Tag Archive: Bankruptcy Code

Filing for bankruptcy is a very ‘front-loaded’ process for most people – essentially the pre-filing period where all your information is gathered and analyzed by your attorneys is a lot of work (for you and us) and filing your petition itself is simply a couple of mouse-clicks on our end.  Now, that your petition has been filed, you know that your creditors’ meeting will be coming up soon, and that’s probably about all you know. 

Once your petition is filed, the bankruptcy court will mail out a notice of filing to all of your creditors.  This puts them on notice that you are protected by the federal bankruptcy laws from their efforts to collect, at least until further notice.  Your trustee will also mail something out, but not to your creditors – he or she will mail something to YOU. 

In preparation for your creditors meeting, the trustee assigned to your case will send you a letter, some kind of questionnaire and a request for documents.  It is your duty, under the bankruptcy code, to respond to the trustee’s requests.  If the trustee does not receive your response at least 10 days before your creditors meeting, he can dismiss your case or continue your creditors meeting, thereby delaying your discharge.  Most law firms, including Marco | Wimmer PLLC will assist you and guide you in this process, to make sure all t’s are crossed and all i’s are dotted.

The Trustee’s request will be your main project between your filing and your creditors meeting.  You may also want to go ahead and complete your financial management course during this time.  You don’t have to complete this course before your creditors meeting, but you can.  I typically recommend this, because then, once your creditors meeting is done, YOU are done and simply wait for the trustee to recommend your discharge and administer your assets, if there are any.


In 2005, Congress amended the Bankruptcy Code to include what is now commonly referred as the means test.  The means test is the analysis that is required to determine whether a potential debtor qualifies for Chapter 7 relief or Chapter 13 relief, and even though it is called a test, it is not as simple as filling out a questionnaire to determine the result.

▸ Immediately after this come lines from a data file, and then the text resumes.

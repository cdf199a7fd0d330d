mod common;

use approx::assert_relative_eq;
use common::{request, sandbox, service};
use futures::StreamExt as _;
use sps_bulk::{BulkPricingError, Phase, ProgressEvent, ProgressWriter, ValidationError, progress_channel};
use sps_core::{
    models::{PricePoint, Storefront, Territory},
    ports::PlatformError,
};
use sps_sandbox::Operation;
use time::{Duration, OffsetDateTime};

fn territory(code: &str) -> &'static Territory {
    Territory::lookup(code).unwrap()
}

/// A writer whose events nobody reads
fn writer<T>() -> ProgressWriter<T> {
    progress_channel().0
}

#[test_log::test(tokio::test)]
async fn skips_territories_without_tiers() -> anyhow::Result<()> {
    let sandbox = sandbox(Storefront::AppStore, &["JPY"]);
    let service = service(&sandbox);
    let request = request("US", &["US", "FR", "JP", "GB", "CA"]);

    let summary = service
        .apply(&request, &writer(), OffsetDateTime::now_utc())
        .await?;

    assert_eq!(summary.resolved.len(), 4);
    assert_eq!(summary.skipped.len(), 1);
    assert_eq!(summary.skipped[0].territory, "JPN");
    assert_eq!(summary.base_territory, "USA");

    let submissions = sandbox.submissions(&request.product);
    assert_eq!(submissions.len(), 1);
    assert_eq!(submissions[0].prices.len(), 4);
    assert_eq!(submissions[0].base_territory, territory("US"));
    Ok(())
}

#[tokio::test]
async fn missing_base_fails_before_any_call() {
    let sandbox = sandbox(Storefront::AppStore, &[]);
    let service = service(&sandbox);
    let request = request("US", &["FR", "DE"]);

    let error = service
        .apply(&request, &writer(), OffsetDateTime::now_utc())
        .await
        .unwrap_err();

    assert!(matches!(
        error,
        BulkPricingError::Validation(ValidationError::MissingBaseTerritory(_))
    ));
    assert_eq!(sandbox.total_calls(), 0);
}

#[tokio::test]
async fn malformed_requests_fail_validation() {
    let sandbox = sandbox(Storefront::AppStore, &[]);
    let service = service(&sandbox);
    let now = OffsetDateTime::now_utc();

    let unknown = request("US", &["US", "XX"]);
    let error = service.apply(&unknown, &writer(), now).await.unwrap_err();
    assert!(matches!(
        error,
        BulkPricingError::Validation(ValidationError::UnknownTerritory(code)) if code == "XX"
    ));

    let mut free = request("US", &["US"]);
    free.base_amount = 0.0;
    let error = service.apply(&free, &writer(), now).await.unwrap_err();
    assert!(matches!(
        error,
        BulkPricingError::Validation(ValidationError::InvalidBaseAmount(_))
    ));

    let empty = request("US", &[]);
    let error = service.apply(&empty, &writer(), now).await.unwrap_err();
    assert!(matches!(
        error,
        BulkPricingError::Validation(ValidationError::NoTerritories)
    ));

    assert_eq!(sandbox.total_calls(), 0);
}

#[tokio::test]
async fn codes_are_deduplicated_across_alphabets() -> anyhow::Result<()> {
    let sandbox = sandbox(Storefront::AppStore, &[]);
    let service = service(&sandbox);
    let request = request("usa", &["US", "FRA", "fr", "USA", "RU"]);

    let summary = service
        .apply(&request, &writer(), OffsetDateTime::now_utc())
        .await?;

    let resolved: Vec<&str> = summary
        .resolved
        .iter()
        .map(|r| r.calculated.territory.alpha2)
        .collect();
    assert_eq!(resolved, vec!["US", "FR"]);
    // the app store does not sell in Russia
    assert_eq!(summary.skipped.len(), 1);
    assert_eq!(summary.skipped[0].territory, "RUS");
    Ok(())
}

#[tokio::test]
async fn nothing_resolved_is_an_error() {
    let sandbox = sandbox(Storefront::AppStore, &["USD"]);
    let service = service(&sandbox);
    let request = request("US", &["US", "EC"]);

    let error = service
        .apply(&request, &writer(), OffsetDateTime::now_utc())
        .await
        .unwrap_err();

    assert!(matches!(error, BulkPricingError::NothingResolved { skipped: 2 }));
    assert_eq!(sandbox.calls(Operation::SubmitPrices), 0);
}

#[tokio::test]
async fn unresolved_base_is_an_error() {
    let sandbox = sandbox(Storefront::AppStore, &["JPY"]);
    let service = service(&sandbox);
    let request = request("JP", &["JP", "US"]);

    let error = service
        .apply(&request, &writer(), OffsetDateTime::now_utc())
        .await
        .unwrap_err();

    let BulkPricingError::BaseTerritoryUnresolved { territory, reason } = error else {
        panic!("unexpected error {error}");
    };
    assert_eq!(territory, "JPN");
    assert_eq!(reason, "no price tiers available in JPY");
    assert_eq!(sandbox.calls(Operation::SubmitPrices), 0);
}

#[tokio::test]
async fn marketplace_submits_amounts() -> anyhow::Result<()> {
    let sandbox = sandbox(Storefront::Marketplace, &[]);
    let service = service(&sandbox);
    let request = request("US", &["US", "DE", "CN"]);

    let summary = service
        .apply(&request, &writer(), OffsetDateTime::now_utc())
        .await?;

    assert_eq!(sandbox.calls(Operation::FetchPriceTiers), 0);
    assert_eq!(summary.base_territory, "US");
    assert_eq!(summary.skipped[0].territory, "CN");
    let PricePoint::Amount { price } = &summary.resolved[1].price else {
        panic!("expected an amount");
    };
    assert_relative_eq!(price.amount(), 8.99);
    Ok(())
}

#[tokio::test]
async fn replaces_scheduled_prices() -> anyhow::Result<()> {
    let sandbox = sandbox(Storefront::AppStore, &[]);
    let service = service(&sandbox);
    let mut request = request("US", &["US", "FR"]);
    request.replace_scheduled = true;

    let today = OffsetDateTime::now_utc().date();
    let product = &request.product;
    let due = sandbox.schedule(product, territory("FR"), today);
    let past = sandbox.schedule(product, territory("US"), today - Duration::days(3));
    sandbox.schedule(product, territory("FR"), today + Duration::days(7));
    let elsewhere = sandbox.schedule(product, territory("DE"), today + Duration::days(7));

    let summary = service
        .apply(&request, &writer(), OffsetDateTime::now_utc())
        .await?;

    assert_eq!(summary.deleted, 1);
    assert_eq!(summary.deletions_skipped, 1);
    assert_eq!(sandbox.calls(Operation::DeleteScheduledPrice), 2);
    assert_eq!(sandbox.scheduled(product), vec![due, past, elsewhere]);
    Ok(())
}

#[tokio::test]
async fn rejected_submission_aborts_with_counts() {
    let sandbox = sandbox(Storefront::AppStore, &[]);
    let service = service(&sandbox);
    let request = request("US", &["US", "FR"]);
    sandbox.fail_next(Operation::SubmitPrices, PlatformError::invalid("rejected"));

    let error = service
        .apply(&request, &writer(), OffsetDateTime::now_utc())
        .await
        .unwrap_err();

    assert!(matches!(
        error,
        BulkPricingError::Aborted {
            phase: Phase::Submitting,
            success_count: 0,
            total_count: 1,
            ..
        }
    ));
    assert!(sandbox.submissions(&request.product).is_empty());
}

#[tokio::test]
async fn transient_failures_are_retried() -> anyhow::Result<()> {
    let sandbox = sandbox(Storefront::AppStore, &[]);
    let service = service(&sandbox);
    let request = request("US", &["US", "FR"]);
    sandbox.fail_next(Operation::FetchPriceTiers, PlatformError::status(503, "busy"));
    sandbox.fail_next(Operation::SubmitPrices, PlatformError::status(429, "slow down"));

    let summary = service
        .apply(&request, &writer(), OffsetDateTime::now_utc())
        .await?;

    assert_eq!(summary.resolved.len(), 2);
    assert_eq!(sandbox.calls(Operation::FetchPriceTiers), 3);
    assert_eq!(sandbox.calls(Operation::SubmitPrices), 2);
    Ok(())
}

#[tokio::test]
async fn second_run_uses_cached_tiers() -> anyhow::Result<()> {
    let sandbox = sandbox(Storefront::AppStore, &[]);
    let service = service(&sandbox);
    let request = request("US", &["US", "FR", "DE", "JP"]);

    service
        .apply(&request, &writer(), OffsetDateTime::now_utc())
        .await?;
    sandbox.reset_calls();
    service
        .apply(&request, &writer(), OffsetDateTime::now_utc())
        .await?;

    assert_eq!(sandbox.calls(Operation::FetchPriceTiers), 0);
    assert_eq!(sandbox.calls(Operation::FetchSourceId), 1);
    assert_eq!(sandbox.calls(Operation::SubmitPrices), 1);
    Ok(())
}

#[tokio::test]
async fn streams_progress_then_the_summary() {
    let sandbox = sandbox(Storefront::AppStore, &[]);
    let service = service(&sandbox);

    let events: Vec<_> = service
        .stream(request("US", &["US", "FR", "JP"]))
        .collect()
        .await;

    let (last, rest) = events.split_last().unwrap();
    let ProgressEvent::Done { result } = last else {
        panic!("expected a summary, got {last:?}");
    };
    assert_eq!(result.resolved.len(), 3);

    let phases: Vec<Phase> = rest
        .iter()
        .filter_map(|event| match event {
            ProgressEvent::Progress { phase, .. } => *phase,
            _ => None,
        })
        .collect();
    assert_eq!(phases.first(), Some(&Phase::Calculating));
    assert_eq!(phases.last(), Some(&Phase::Submitting));
    assert!(phases.contains(&Phase::Resolving));
}

#[tokio::test]
async fn streams_failures_with_progress() {
    let sandbox = sandbox(Storefront::AppStore, &[]);
    let service = service(&sandbox);
    sandbox.fail_next(Operation::FetchPriceTiers, PlatformError::invalid("rejected"));

    let events: Vec<_> = service
        .stream(request("US", &["US", "FR", "JP"]))
        .collect()
        .await;

    let Some(ProgressEvent::Error {
        completed, total, ..
    }) = events.last()
    else {
        panic!("expected an error, got {:?}", events.last());
    };
    // three currencies, the first fetch failed
    assert_eq!(*completed, Some(2));
    assert_eq!(*total, Some(3));
    assert_eq!(sandbox.calls(Operation::SubmitPrices), 0);
}
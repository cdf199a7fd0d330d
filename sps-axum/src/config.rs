//! Configuration types for the Axum HTTP server.

use serde::{Deserialize, Serialize};
use std::net::{IpAddr, Ipv4Addr, SocketAddr};

/// Configuration for the Axum HTTP server.
///
/// # Examples
///
/// ```
/// use sps_axum::config::AxumConfig;
///
/// // Use default configuration
/// let config = AxumConfig::default();
///
/// // Custom configuration
/// let config = AxumConfig {
///     bind_address: "127.0.0.1:3000".parse().unwrap(),
///     max_territories: 50,
/// };
/// ```
#[derive(Debug, Clone, Deserialize, Serialize)]
pub struct AxumConfig {
    /// The address to bind the server to
    #[serde(default = "default_bind_address")]
    pub bind_address: SocketAddr,

    /// The most territories a single request may name
    #[serde(default = "default_max_territories")]
    pub max_territories: usize,
}

fn default_bind_address() -> SocketAddr {
    SocketAddr::new(IpAddr::V4(Ipv4Addr::UNSPECIFIED), 8080)
}

fn default_max_territories() -> usize {
    200
}

impl Default for AxumConfig {
    fn default() -> Self {
        Self {
            bind_address: default_bind_address(),
            max_territories: default_max_territories(),
        }
    }
}
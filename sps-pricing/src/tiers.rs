use sps_core::models::{PriceTier, TierEntry};

/// Anything with a customer price that can be matched against a target.
pub trait Tier {
    /// The price a customer pays
    fn customer_price(&self) -> f64;
    /// The tier's identifier, used to order tiers of equal price
    fn key(&self) -> &str;
}

impl Tier for PriceTier {
    fn customer_price(&self) -> f64 {
        self.customer_price
    }

    fn key(&self) -> &str {
        &self.id
    }
}

impl Tier for TierEntry {
    fn customer_price(&self) -> f64 {
        self.customer_price
    }

    fn key(&self) -> &str {
        &self.tier
    }
}

/// Find the tier whose customer price is closest to `target`.
///
/// The answer does not depend on the order of `tiers`: of several equally
/// close tiers the cheapest wins, and of equally priced ones the smallest key.
/// Tiers with a non-finite price are ignored. Returns `None` if no tier is
/// usable.
pub fn find_closest_tier<T: Tier>(target: f64, tiers: &[T]) -> Option<&T> {
    tiers
        .iter()
        .filter(|tier| tier.customer_price().is_finite())
        .min_by(|a, b| {
            let da = (a.customer_price() - target).abs();
            let db = (b.customer_price() - target).abs();
            da.total_cmp(&db)
                .then_with(|| a.customer_price().total_cmp(&b.customer_price()))
                .then_with(|| a.key().cmp(b.key()))
        })
}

That said, don’t fill out an online means test – chances are the results are wrong, and it may mislead you into thinking no relief is available for you, or that you are qualified to file, when really you are not.  This post will discuss the three step system that the means test uses.

1.  The first step is to determine your income for the last 6 months.  That is all that is relevant…. it doesn’t matter if you made 200K in 2009, if you didn’t make any money in the last 6 months… It is backwards looking, but only to an extent.  The relevant time period is the 6 months prior to filing, not including the month that you are filing in.  So, if you were to file in February, we are looking at August 2009 through January 2010. Once your total gross income for the last 6 months has been determined, you multiply it by 2, to give you a yearly average.  Then you compare your yearly average with the median household income for a household of your size in the county you live in.  This number is determined by the IRS, and the most current listing can be found at http://www.justice.gov/ust/eo/bapcpa/meanstesting.htm

2. If you are under the median household income you qualify for relief under Chapter 7.  You can still file a Chapter 13, provided you have disposable income at the end of the month to make your plan payment, and, if you do go the Chapter 13 route, you have the option of making your plan only 3 years long (instead of the otherwise mandatory 5 years).  Now, typically this is not a problem, but you also need to review your current income and expenses – the expected future numbers so to speak:  If you have a lot of money left over at the end of the month, the US Trustee may argue that you have the ability to repay some of your debts, and your slam dunk 7 gets itself in some trouble.  Your attorney will review this numbers and check the likelihood of a problem for you BEFORE filing, so you know what is ahead.  In my experience, those with an income that is less than the median household income hardly ever run into that problem.  Nevertheless, I always check.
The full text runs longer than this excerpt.